Copy each of the records exactly; leave nothing out.

★ ★ ★

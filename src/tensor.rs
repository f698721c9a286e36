//! Flat row-major containers for matrices and convolution tensors.

use crate::error::{check_len, Result};

#[derive(Debug, Clone, PartialEq)]
pub struct Matrix {
    rows: usize,
    cols: usize,
    data: Vec<f32>,
}

impl Matrix {
    pub fn zeros(rows: usize, cols: usize) -> Self {
        Self { rows, cols, data: vec![0.0; rows * cols] }
    }

    pub fn from_vec(rows: usize, cols: usize, data: Vec<f32>) -> Result<Self> {
        check_len("matrix data", rows * cols, data.len())?;
        Ok(Self { rows, cols, data })
    }

    /// Builds from nested rows; every row must have the first row's length.
    pub fn from_rows(rows: Vec<Vec<f32>>) -> Result<Self> {
        let cols = rows.first().map_or(0, |r| r.len());
        let mut data = Vec::with_capacity(rows.len() * cols);
        for r in &rows {
            check_len("matrix row", cols, r.len())?;
            data.extend_from_slice(r);
        }
        Ok(Self { rows: rows.len(), cols, data })
    }

    pub fn rows(&self) -> usize { self.rows }
    pub fn cols(&self) -> usize { self.cols }
    pub fn as_slice(&self) -> &[f32] { &self.data }
    pub fn as_mut_slice(&mut self) -> &mut [f32] { &mut self.data }

    #[inline]
    pub fn get(&self, r: usize, c: usize) -> f32 { self.data[r * self.cols + c] }

    #[inline]
    pub fn set(&mut self, r: usize, c: usize, v: f32) { self.data[r * self.cols + c] = v; }

    pub fn row(&self, r: usize) -> &[f32] { &self.data[r * self.cols..(r + 1) * self.cols] }

    pub fn row_mut(&mut self, r: usize) -> &mut [f32] {
        let cols = self.cols;
        &mut self.data[r * cols..(r + 1) * cols]
    }

    pub fn column(&self, c: usize) -> Vec<f32> {
        (0..self.rows).map(|r| self.get(r, c)).collect()
    }
}

/// Feature map laid out `[channels][height][width]`.
#[derive(Debug, Clone, PartialEq)]
pub struct Tensor3 {
    pub channels: usize,
    pub height: usize,
    pub width: usize,
    data: Vec<f32>,
}

impl Tensor3 {
    pub fn zeros(channels: usize, height: usize, width: usize) -> Self {
        Self { channels, height, width, data: vec![0.0; channels * height * width] }
    }

    pub fn from_vec(channels: usize, height: usize, width: usize, data: Vec<f32>) -> Result<Self> {
        check_len("tensor3 data", channels * height * width, data.len())?;
        Ok(Self { channels, height, width, data })
    }

    pub fn from_nested(t: Vec<Vec<Vec<f32>>>) -> Result<Self> {
        let channels = t.len();
        let height = t.first().map_or(0, |c| c.len());
        let width = t.first().and_then(|c| c.first()).map_or(0, |r| r.len());
        let mut data = Vec::with_capacity(channels * height * width);
        for c in &t {
            check_len("tensor3 height", height, c.len())?;
            for r in c {
                check_len("tensor3 width", width, r.len())?;
                data.extend_from_slice(r);
            }
        }
        Ok(Self { channels, height, width, data })
    }

    #[inline]
    pub fn get(&self, c: usize, h: usize, w: usize) -> f32 {
        self.data[(c * self.height + h) * self.width + w]
    }

    pub fn as_slice(&self) -> &[f32] { &self.data }
}

/// Convolution weights laid out `[out_channels][in_channels][height][width]`.
#[derive(Debug, Clone, PartialEq)]
pub struct Tensor4 {
    pub out_channels: usize,
    pub in_channels: usize,
    pub height: usize,
    pub width: usize,
    data: Vec<f32>,
}

impl Tensor4 {
    pub fn from_vec(out_channels: usize, in_channels: usize, height: usize, width: usize, data: Vec<f32>) -> Result<Self> {
        check_len("tensor4 data", out_channels * in_channels * height * width, data.len())?;
        Ok(Self { out_channels, in_channels, height, width, data })
    }

    pub fn from_nested(t: Vec<Vec<Vec<Vec<f32>>>>) -> Result<Self> {
        let out_channels = t.len();
        let mut dims: Option<(usize, usize, usize)> = None;
        let mut data = Vec::new();
        for oc in t {
            let slice = Tensor3::from_nested(oc)?;
            let (in_channels, height, width) = *dims.get_or_insert((slice.channels, slice.height, slice.width));
            check_len("tensor4 in_channels", in_channels, slice.channels)?;
            check_len("tensor4 height", height, slice.height)?;
            check_len("tensor4 width", width, slice.width)?;
            data.extend_from_slice(slice.as_slice());
        }
        let (in_channels, height, width) = dims.unwrap_or((0, 0, 0));
        Ok(Self { out_channels, in_channels, height, width, data })
    }

    #[inline]
    pub fn get(&self, oc: usize, ic: usize, h: usize, w: usize) -> f32 {
        self.data[((oc * self.in_channels + ic) * self.height + h) * self.width + w]
    }

    /// One output channel's weights, already in (in_channel, height, width) order.
    pub fn filter(&self, oc: usize) -> &[f32] {
        let n = self.in_channels * self.height * self.width;
        &self.data[oc * n..(oc + 1) * n]
    }

    pub fn as_slice(&self) -> &[f32] { &self.data }
}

★ ★ ★

▸ **Worked solution**:
filename src/tensor.rs
repository f698721c9a286e36
//! Flat row-major containers for matrices and convolution tensors.

use crate::error::{check_len, Result};

#[derive(Debug, Clone, PartialEq)]
pub struct Matrix {
    rows: usize,
    cols: usize,
    data: Vec<f32>,
}

impl Matrix {
    pub fn zeros(rows: usize, cols: usize) -> Self {
        Self { rows, cols, data: vec![0.0; rows * cols] }
    }

    pub fn from_vec(rows: usize, cols: usize, data: Vec<f32>) -> Result<Self> {
        check_len("matrix data", rows * cols, data.len())?;
        Ok(Self { rows, cols, data })
    }

    /// Builds from nested rows; every row must have the first row's length.
    pub fn from_rows(rows: Vec<Vec<f32>>) -> Result<Self> {
        let cols = rows.first().map_or(0, |r| r.len());
        let mut data = Vec::with_capacity(rows.len() * cols);
        for r in &rows {
            check_len("matrix row", cols, r.len())?;
            data.extend_from_slice(r);
        }
        Ok(Self { rows: rows.len(), cols, data })
    }

    pub fn rows(&self) -> usize { self.rows }
    pub fn cols(&self) -> usize { self.cols }
    pub fn as_slice(&self) -> &[f32] { &self.data }
    pub fn as_mut_slice(&mut self) -> &mut [f32] { &mut self.data }

    #[inline]
    pub fn get(&self, r: usize, c: usize) -> f32 { self.data[r * self.cols + c] }

    #[inline]
    pub fn set(&mut self, r: usize, c: usize, v: f32) { self.data[r * self.cols + c] = v; }

    pub fn row(&self, r: usize) -> &[f32] { &self.data[r * self.cols..(r + 1) * self.cols] }

    pub fn row_mut(&mut self, r: usize) -> &mut [f32] {
        let cols = self.cols;
        &mut self.data[r * cols..(r + 1) * cols]
    }

    pub fn column(&self, c: usize) -> Vec<f32> {
        (0..self.rows).map(|r| self.get(r, c)).collect()
    }
}

/// Feature map laid out `[channels][height][width]`.
#[derive(Debug, Clone, PartialEq)]
pub struct Tensor3 {
    pub channels: usize,
    pub height: usize,
    pub width: usize,
    data: Vec<f32>,
}

impl Tensor3 {
    pub fn zeros(channels: usize, height: usize, width: usize) -> Self {
        Self { channels, height, width, data: vec![0.0; channels * height * width] }
    }

    pub fn from_vec(channels: usize, height: usize, width: usize, data: Vec<f32>) -> Result<Self> {
        check_len("tensor3 data", channels * height * width, data.len())?;
        Ok(Self { channels, height, width, data })
    }

    pub fn from_nested(t: Vec<Vec<Vec<f32>>>) -> Result<Self> {
        let channels = t.len();
        let height = t.first().map_or(0, |c| c.len());
        let width = t.first().and_then(|c| c.first()).map_or(0, |r| r.len());
        let mut data = Vec::with_capacity(channels * height * width);
        for c in &t {
            check_len("tensor3 height", height, c.len())?;
            for r in c {
                check_len("tensor3 width", width, r.len())?;
                data.extend_from_slice(r);
            }
        }
        Ok(Self { channels, height, width, data })
    }

    #[inline]
    pub fn get(&self, c: usize, h: usize, w: usize) -> f32 {
        self.data[(c * self.height + h) * self.width + w]
    }

    pub fn as_slice(&self) -> &[f32] { &self.data }
}

/// Convolution weights laid out `[out_channels][in_channels][height][width]`.
#[derive(Debug, Clone, PartialEq)]
pub struct Tensor4 {
    pub out_channels: usize,
    pub in_channels: usize,
    pub height: usize,
    pub width: usize,
    data: Vec<f32>,
}

impl Tensor4 {
    pub fn from_vec(out_channels: usize, in_channels: usize, height: usize, width: usize, data: Vec<f32>) -> Result<Self> {
        check_len("tensor4 data", out_channels * in_channels * height * width, data.len())?;
        Ok(Self { out_channels, in_channels, height, width, data })
    }

    pub fn from_nested(t: Vec<Vec<Vec<Vec<f32>>>>) -> Result<Self> {
        let out_channels = t.len();
        let mut dims: Option<(usize, usize, usize)> = None;
        let mut data = Vec::new();
        for oc in t {
            let slice = Tensor3::from_nested(oc)?;
            let (in_channels, height, width) = *dims.get_or_insert((slice.channels, slice.height, slice.width));
            check_len("tensor4 in_channels", in_channels, slice.channels)?;
            check_len("tensor4 height", height, slice.height)?;
            check_len("tensor4 width", width, slice.width)?;
            data.extend_from_slice(slice.as_slice());
        }
        let (in_channels, height, width) = dims.unwrap_or((0, 0, 0));
        Ok(Self { out_channels, in_channels, height, width, data })
    }

    #[inline]
    pub fn get(&self, oc: usize, ic: usize, h: usize, w: usize) -> f32 {
        self.data[((oc * self.in_channels + ic) * self.height + h) * self.width + w]
    }

    /// One output channel's weights, already in (in_channel, height, width) order.
    pub fn filter(&self, oc: usize) -> &[f32] {
        let n = self.in_channels * self.height * self.width;
        &self.data[oc * n..(oc + 1) * n]
    }

    pub fn as_slice(&self) -> &[f32] { &self.data }
}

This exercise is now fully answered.